So what needs to be done? I encourage the Government, local authorities and schools to look at long-term stable mentoring projects for those slightly older children. For other families, as has been raised by other Members, the Troubled Families programme is of profound importance. It got off to a slightly bumpy start but has come to be the mainstay of a lot of local authorities’ earlier intervention plans.

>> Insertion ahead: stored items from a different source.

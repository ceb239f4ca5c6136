use std::sync::Arc;

use anyhow::bail;
use axum::{
    extract::State,
    http::{header, StatusCode},
    response::{IntoResponse, Response},
    routing::get,
    Router,
};
use prometheus::TextEncoder;
use tokio_util::sync::CancellationToken;
use tower_http::trace::TraceLayer;
use tracing::{error, info};

use crate::{
    domain::signing_key::manager::SigningKeyManager, driven::prometheus::metrics::MetricsDriven,
};

#[derive(Clone)]
struct AppState {
    manager: Arc<SigningKeyManager>,
    metrics: Arc<MetricsDriven>,
}

pub fn router(manager: Arc<SigningKeyManager>, metrics: Arc<MetricsDriven>) -> Router {
    Router::new()
        .route("/.well-known/jwks.json", get(jwks))
        .route("/metrics", get(metrics_collected))
        .layer(TraceLayer::new_for_http())
        .with_state(AppState { manager, metrics })
}

pub async fn server(
    addr: &str,
    manager: Arc<SigningKeyManager>,
    metrics: Arc<MetricsDriven>,
    token: CancellationToken,
) -> anyhow::Result<()> {
    let app = router(manager, metrics);
    let listener = tokio::net::TcpListener::bind(addr).await?;

    info!(address = addr, "JWKS server running");
    if let Err(err) = axum::serve(listener, app)
        .with_graceful_shutdown(token.cancelled_owned())
        .await
    {
        bail!(err);
    }

    Ok(())
}

async fn jwks(State(state): State<AppState>) -> Response {
    match state.manager.public_key_set().await {
        Ok(body) => ([(header::CONTENT_TYPE, "application/json")], body).into_response(),
        Err(error) => {
            error!(error = error.to_string(), "failed to serialize key set");
            (StatusCode::INTERNAL_SERVER_ERROR, error.to_string()).into_response()
        }
    }
}

async fn metrics_collected(State(state): State<AppState>) -> Response {
    let encoder = TextEncoder::new();

    match encoder.encode_to_string(&state.metrics.metrics_collected()) {
        Ok(v) => v.into_response(),
        Err(error) => {
            error!(?error);
            (StatusCode::INTERNAL_SERVER_ERROR, error.to_string()).into_response()
        }
    }
}
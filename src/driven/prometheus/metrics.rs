use anyhow::Result as AnyhowResult;
use prometheus::{opts, IntCounterVec, Registry};

pub struct MetricsDriven {
    registry: Registry,
    pub signing_key_operations: IntCounterVec,
}

impl MetricsDriven {
    pub fn new() -> AnyhowResult<Self> {
        let registry = Registry::default();

        let signing_key_operations = IntCounterVec::new(
            opts!(
                "keyward_signing_key_operations_total",
                "signing key lifecycle operations",
            ),
            &["operation", "result"],
        )?;
        registry.register(Box::new(signing_key_operations.clone()))?;

        Ok(Self {
            registry,
            signing_key_operations,
        })
    }

    pub fn metrics_collected(&self) -> Vec<prometheus::proto::MetricFamily> {
        self.registry.gather()
    }

    pub fn signing_key_operation(&self, operation: &str, result: &str) {
        self.signing_key_operations
            .with_label_values(&[operation, result])
            .inc()
    }
}
pub mod broadcast;
pub mod kafka;
pub mod memory;
pub mod prometheus;
pub mod sqlite;
pub mod vault;
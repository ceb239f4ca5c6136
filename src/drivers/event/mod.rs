use std::sync::Arc;

use anyhow::Result;
use tokio_util::sync::CancellationToken;
use tracing::{error, info, instrument};

use crate::{
    domain::{event::EventDrivenSubscriber, signing_key::manager::SigningKeyManager},
    driven::prometheus::metrics::MetricsDriven,
};

/// Resyncs the key set cache on every signing key notification. Events are
/// only a trigger, the cache is always rebuilt from storage.
#[instrument("signing-key-listener", skip_all)]
pub async fn subscribe(
    manager: Arc<SigningKeyManager>,
    subscriber: Arc<dyn EventDrivenSubscriber>,
    metrics: Arc<MetricsDriven>,
    token: CancellationToken,
) -> Result<()> {
    info!("Subscriber running");
    loop {
        tokio::select! {
            _ = token.cancelled() => {
                info!("listener shutting down");
                return Ok(());
            }
            result = subscriber.next() => match result {
                Ok(Some(event)) => match manager.sync_key_set().await {
                    Ok(()) => {
                        info!(event = event.key(), "signing key set synchronized");
                        metrics.signing_key_operation("sync", "success");
                    }
                    Err(err) => {
                        error!(
                            error = err.to_string(),
                            event = event.key(),
                            "Failed to sync signing key set"
                        );
                        metrics.signing_key_operation("sync", "error");
                    }
                },
                Ok(None) => {
                    info!("event stream closed");
                    return Ok(());
                }
                Err(err) => error!(error = err.to_string(), "event subscribe error"),
            }
        }
    }
}
use bson::{Bson, Document};
use serde_json::{Map, Value};

/// Render a BSON document as plain JSON for a response body.
///
/// ObjectIds render as their hex string and datetimes as RFC-3339 at
/// second precision; responses never carry extended JSON.
pub fn document(document: &Document) -> Value {
    let mut map = Map::with_capacity(document.len());
    for (key, value) in document {
        map.insert(key.clone(), bson(value));
    }
    Value::Object(map)
}

pub fn bson(value: &Bson) -> Value {
    match value {
        Bson::Null => Value::Null,
        Bson::Boolean(v) => Value::Bool(*v),
        Bson::Int32(v) => Value::Number((*v).into()),
        Bson::Int64(v) => Value::Number((*v).into()),
        Bson::Double(v) => serde_json::Number::from_f64(*v)
            .map(Value::Number)
            .unwrap_or(Value::Null),
        Bson::String(v) => Value::String(v.clone()),
        Bson::Array(items) => Value::Array(items.iter().map(bson).collect()),
        Bson::Document(doc) => document(doc),
        Bson::ObjectId(oid) => Value::String(oid.to_hex()),
        Bson::DateTime(dt) => Value::String(datetime(*dt)),
        other => Value::String(other.to_string()),
    }
}

fn datetime(dt: bson::DateTime) -> String {
    // Whole-second precision in responses.
    let truncated = bson::DateTime::from_millis(dt.timestamp_millis() / 1000 * 1000);
    truncated
        .try_to_rfc3339_string()
        .unwrap_or_else(|_| dt.timestamp_millis().to_string())
}
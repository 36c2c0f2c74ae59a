use std::fmt;

/// Client-input errors raised while translating a request into a query.
///
/// All variants are caller mistakes — the engine never retries or repairs
/// them; the surrounding handler maps them to a client-facing rejection.
#[derive(Debug, Clone, PartialEq, Eq)]
pub enum QueryError {
    InvalidIdentifier(String),
    MalformedOperatorValue(String),
    InvalidOptionValue(String),
}

impl fmt::Display for QueryError {
    fn fmt(&self, f: &mut fmt::Formatter<'_>) -> fmt::Result {
        match self {
            QueryError::InvalidIdentifier(value) => {
                write!(f, "invalid identifier: {value:?}")
            }
            QueryError::MalformedOperatorValue(msg) => {
                write!(f, "malformed operator value: {msg}")
            }
            QueryError::InvalidOptionValue(msg) => {
                write!(f, "invalid option value: {msg}")
            }
        }
    }
}

impl std::error::Error for QueryError {}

When I was in a different job a couple of years ago, I went to see how Camden had completely integrated its Troubled Families programme as part of a spectrum of care running from health visiting all the way through to the most intensive work in children’s homes. It would be terrible if those Troubled Families contracts were not renewed in some way, and I have every confidence that the Government will renew them. As we do it, it is important to consider what we mean by troubled families. I would venture to suggest that this group of young people, classified under the Children Act 1989 as children in need, and this large group of families who suffer from poor mental health, addiction and other such strains, are, by definition, troubled families. As I say, many local authorities already take this approach, but I think it would add a coherence to Government policy in this area if the work being done with troubled families in the Ministry of Housing, Communities and Local Government and that being done with children’s social care in the Department for Education were brought together. Some local authorities are very good at merging these approaches. Some are less good. I commend those that are.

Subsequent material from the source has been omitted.